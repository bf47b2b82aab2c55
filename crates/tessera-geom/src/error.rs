//! Error types for shape generation.

use thiserror::Error;

/// Result type alias using [`GeomError`] as the error type.
pub type GeomResult<T> = std::result::Result<T, GeomError>;

/// Shape generation error.
#[derive(Debug, Clone, PartialEq, Eq, Error)]
pub enum GeomError {
    /// The shape has more vertices than 16-bit indices can address.
    #[error("shape has {count} vertices, 16-bit indices address at most {}", crate::MAX_VERTICES)]
    TooManyVertices {
        /// Vertex count of the rejected shape
        count: usize,
    },

    /// Per-vertex attribute arrays disagree in length.
    #[error("attribute {attribute} has {len} entries, expected {expected}")]
    AttributeMismatch {
        /// Attribute name
        attribute: &'static str,
        /// Actual length
        len: usize,
        /// Vertex count
        expected: usize,
    },

    /// A triangle or line refers to a vertex that does not exist.
    #[error("index {index} out of range for {count} vertices")]
    IndexOutOfRange {
        /// Offending index
        index: u32,
        /// Vertex count
        count: usize,
    },
}

impl GeomError {
    /// Returns `true` if the vertex count exceeded the index range.
    #[inline]
    pub fn is_too_many_vertices(&self) -> bool {
        matches!(self, Self::TooManyVertices { .. })
    }
}
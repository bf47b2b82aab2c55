//! RGB <-> HSV conversion.
//!
//! Both directions work on [`Vec3`] with **every channel in `[0, 1]`**,
//! including hue (`1.0` is a full turn). Colors from UI code with hue in
//! degrees go through [`hsv_degrees_to_unit`] first.
//!
//! # Example
//!
//! ```rust
//! use tessera_color::{hsv_to_rgb, rgb_to_hsv, HsvConvert};
//! use tessera_math::Vec3;
//!
//! let orange = Vec3::new(1.0, 0.5, 0.0);
//! let hsv = rgb_to_hsv(orange);
//! assert!((hsv.h() - 30.0 / 360.0).abs() < 1e-6);
//!
//! // Chained form: shift hue by a third of a turn
//! let mut shifted = orange.to_hsv();
//! shifted.set_h((shifted.h() + 1.0 / 3.0) % 1.0);
//! let green = shifted.to_rgb();
//! assert!(green.g() > green.r());
//! ```

use tessera_math::Vec3;

/// Converts RGB to HSV, all channels in `[0, 1]`.
///
/// Hue is `0` for grays (no chroma); saturation is `0` for black.
pub fn rgb_to_hsv(rgb: Vec3) -> Vec3 {
    let (r, g, b) = (rgb.r(), rgb.g(), rgb.b());

    let cmax = r.max(g).max(b);
    let cmin = r.min(g).min(b);
    let delta = cmax - cmin;

    let v = cmax;
    let s = if cmax == 0.0 { 0.0 } else { delta / cmax };

    let mut h = 0.0;
    if delta != 0.0 {
        h = if cmax == r {
            ((g - b) / delta) % 6.0
        } else if cmax == g {
            (b - r) / delta + 2.0
        } else {
            (r - g) / delta + 4.0
        };
        h /= 6.0;
        if h < 0.0 {
            h += 1.0;
        }
    }

    Vec3::new(h, s, v)
}

/// Converts HSV to RGB, all channels in `[0, 1]`.
pub fn hsv_to_rgb(hsv: Vec3) -> Vec3 {
    let h = hsv.h() * 360.0;
    let (s, v) = (hsv.s(), hsv.v());

    let c = v * s;
    let x = c * (1.0 - ((h / 60.0) % 2.0 - 1.0).abs());
    let m = v - c;

    // Hue sector, 60 degrees each
    let (r, g, b) = match h {
        h if h < 60.0 => (c, x, 0.0),
        h if h < 120.0 => (x, c, 0.0),
        h if h < 180.0 => (0.0, c, x),
        h if h < 240.0 => (0.0, x, c),
        h if h < 300.0 => (x, 0.0, c),
        _ => (c, 0.0, x),
    };

    Vec3::new(r + m, g + m, b + m)
}

/// Converts HSV with hue in degrees `[0, 360]` to unit hue.
#[inline]
pub fn hsv_degrees_to_unit(hsv: Vec3) -> Vec3 {
    Vec3::new(hsv.h() / 360.0, hsv.s(), hsv.v())
}

/// Converts HSV with unit hue to hue in degrees `[0, 360]`.
#[inline]
pub fn hsv_unit_to_degrees(hsv: Vec3) -> Vec3 {
    Vec3::new(hsv.h() * 360.0, hsv.s(), hsv.v())
}

/// Chainable RGB/HSV conversions on color triplets.
pub trait HsvConvert: Sized {
    /// Interprets `self` as RGB and converts to HSV.
    fn to_hsv(self) -> Self;

    /// Interprets `self` as HSV and converts to RGB.
    fn to_rgb(self) -> Self;
}

impl HsvConvert for Vec3 {
    #[inline]
    fn to_hsv(self) -> Self {
        rgb_to_hsv(self)
    }

    #[inline]
    fn to_rgb(self) -> Self {
        hsv_to_rgb(self)
    }
}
============
-- Problem to work on --
Copy the entries above exactly, but only from the line holding "the rejected shape" through the line holding "code with hue in", both included.

-- Expected answer --
        /// Vertex count of the rejected shape
        count: usize,
    },

    /// Per-vertex attribute arrays disagree in length.
    #[error("attribute {attribute} has {len} entries, expected {expected}")]
    AttributeMismatch {
        /// Attribute name
        attribute: &'static str,
        /// Actual length
        len: usize,
        /// Vertex count
        expected: usize,
    },

    /// A triangle or line refers to a vertex that does not exist.
    #[error("index {index} out of range for {count} vertices")]
    IndexOutOfRange {
        /// Offending index
        index: u32,
        /// Vertex count
        count: usize,
    },
}

impl GeomError {
    /// Returns `true` if the vertex count exceeded the index range.
    #[inline]
    pub fn is_too_many_vertices(&self) -> bool {
        matches!(self, Self::TooManyVertices { .. })
    }
}
repository bf47b2b82aab2c55
//! RGB <-> HSV conversion.
//!
//! Both directions work on [`Vec3`] with **every channel in `[0, 1]`**,
//! including hue (`1.0` is a full turn). Colors from UI code with hue in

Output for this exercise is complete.